A few seconds later, having gotten my breath back, I managed to slide from under his exhausted body, and El Perro and I continued on—now slowly and in silence—through the empty passages, until we found a way out that was open. End of memory.

For a long time, we made all kinds of jokes about that day, and told increasingly exaggerated versions of the story to our acquaintances. But beneath the laughter and buffoonery accompanying the anecdote, I felt a hot weight in my stomach every time the topic came up. I suppose the embers of humiliation I discovered burning in that clown’s eyes had never left me.

A
FTER A WHILE, THE
same lethargic, nasal voice sounded from the loudspeaker.

The great Fancioulle! it said, oozing with snide humor.

I assumed that the clown on my left was now addressing me, the one with the multiple ascending eyebrows.

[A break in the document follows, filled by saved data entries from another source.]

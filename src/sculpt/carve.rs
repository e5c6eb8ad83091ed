// SPDX-License-Identifier: Apache-2.0
// Copyright (c) 2025 Polyframe Inc.

//! Threshold carving: strip low geometry to leave raised relief

use super::{AssetStore, MeshPass, PassDetail};
use crate::error::SculptResult;
use crate::geometry::Mesh;
use serde::{Deserialize, Serialize};
use tracing::debug;

/// Global axis a carve reads vertex heights from
#[derive(Debug, Clone, Copy, PartialEq, Eq, Default, Serialize, Deserialize)]
#[serde(rename_all = "lowercase")]
pub enum Axis {
    X,
    Y,
    #[default]
    Z,
}

impl Axis {
    pub fn index(self) -> usize {
        match self {
            Axis::X => 0,
            Axis::Y => 1,
            Axis::Z => 2,
        }
    }
}

/// What a carve removed
#[derive(Debug, Clone, Copy, PartialEq, Eq, Default, Serialize, Deserialize)]
pub struct CarveReport {
    pub marked: usize,
    pub faces_removed: usize,
    pub loose_removed: usize,
    pub remaining_vertices: usize,
    pub remaining_faces: usize,
}

impl CarveReport {
    pub fn is_empty_result(&self) -> bool {
        self.remaining_vertices == 0
    }
}

/// Remove every vertex whose axis value is strictly below `threshold`,
/// every face touching one, and any vertex left without faces
#[derive(Debug, Clone, PartialEq, Serialize, Deserialize)]
pub struct ThresholdCarve {
    #[serde(default)]
    pub axis: Axis,
    pub threshold: f64,
}

impl ThresholdCarve {
    pub fn new(axis: Axis, threshold: f64) -> Self {
        Self { axis, threshold }
    }

    /// Selection mask of vertices below the threshold
    pub fn select(&self, mesh: &Mesh) -> Vec<bool> {
        let axis = self.axis.index();
        mesh.vertices
            .iter()
            .map(|v| v.position[axis] < self.threshold)
            .collect()
    }

    pub fn carve(&self, mesh: &mut Mesh) -> CarveReport {
        let selection = self.select(mesh);
        let marked = selection.iter().filter(|&&s| s).count();

        let (_, faces_removed) = mesh.delete_vertices(&selection);
        // Faces surviving the first stage may still leave vertices orphaned
        let loose_removed = mesh.delete_loose();

        let report = CarveReport {
            marked,
            faces_removed,
            loose_removed,
            remaining_vertices: mesh.vertex_count(),
            remaining_faces: mesh.face_count(),
        };
        debug!(?report, threshold = self.threshold, "threshold carve");
        report
    }
}

impl MeshPass for ThresholdCarve {
    fn name(&self) -> &'static str {
        "threshold_carve"
    }

    fn apply(&self, mesh: &mut Mesh, _assets: &mut AssetStore) -> SculptResult<PassDetail> {
        Ok(PassDetail::Carve(self.carve(mesh)))
    }
}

I know what you’re thinking, great, great Fancioulle.

What?

You’re thinking you’re better than the rest of us.

No, that’s not so.

Have you heard the parable of the red-haired man, by the great writer and philosopher Daniil Kharms?

I have, in fact.

Well, you’re like the red-haired man he wrote about, Fancioulle, so listen carefully:

There was once a red-haired man who had no eyes or ears. Nor did he have any hair, so he was only red-haired on a theoretical level. He couldn’t speak, because he didn’t have a mouth either. Nor did he have a nose. He didn’t even have arms or legs. He had no stomach, no shoulders, no dorsal spine, and no intestines at all. The man had nothing! Hence, there is no way of knowing of whom we are talking. In fact, it would be better to say nothing else about him.

End of story.

End of story?

End of story.

That’s not a parable. It’s an allegory.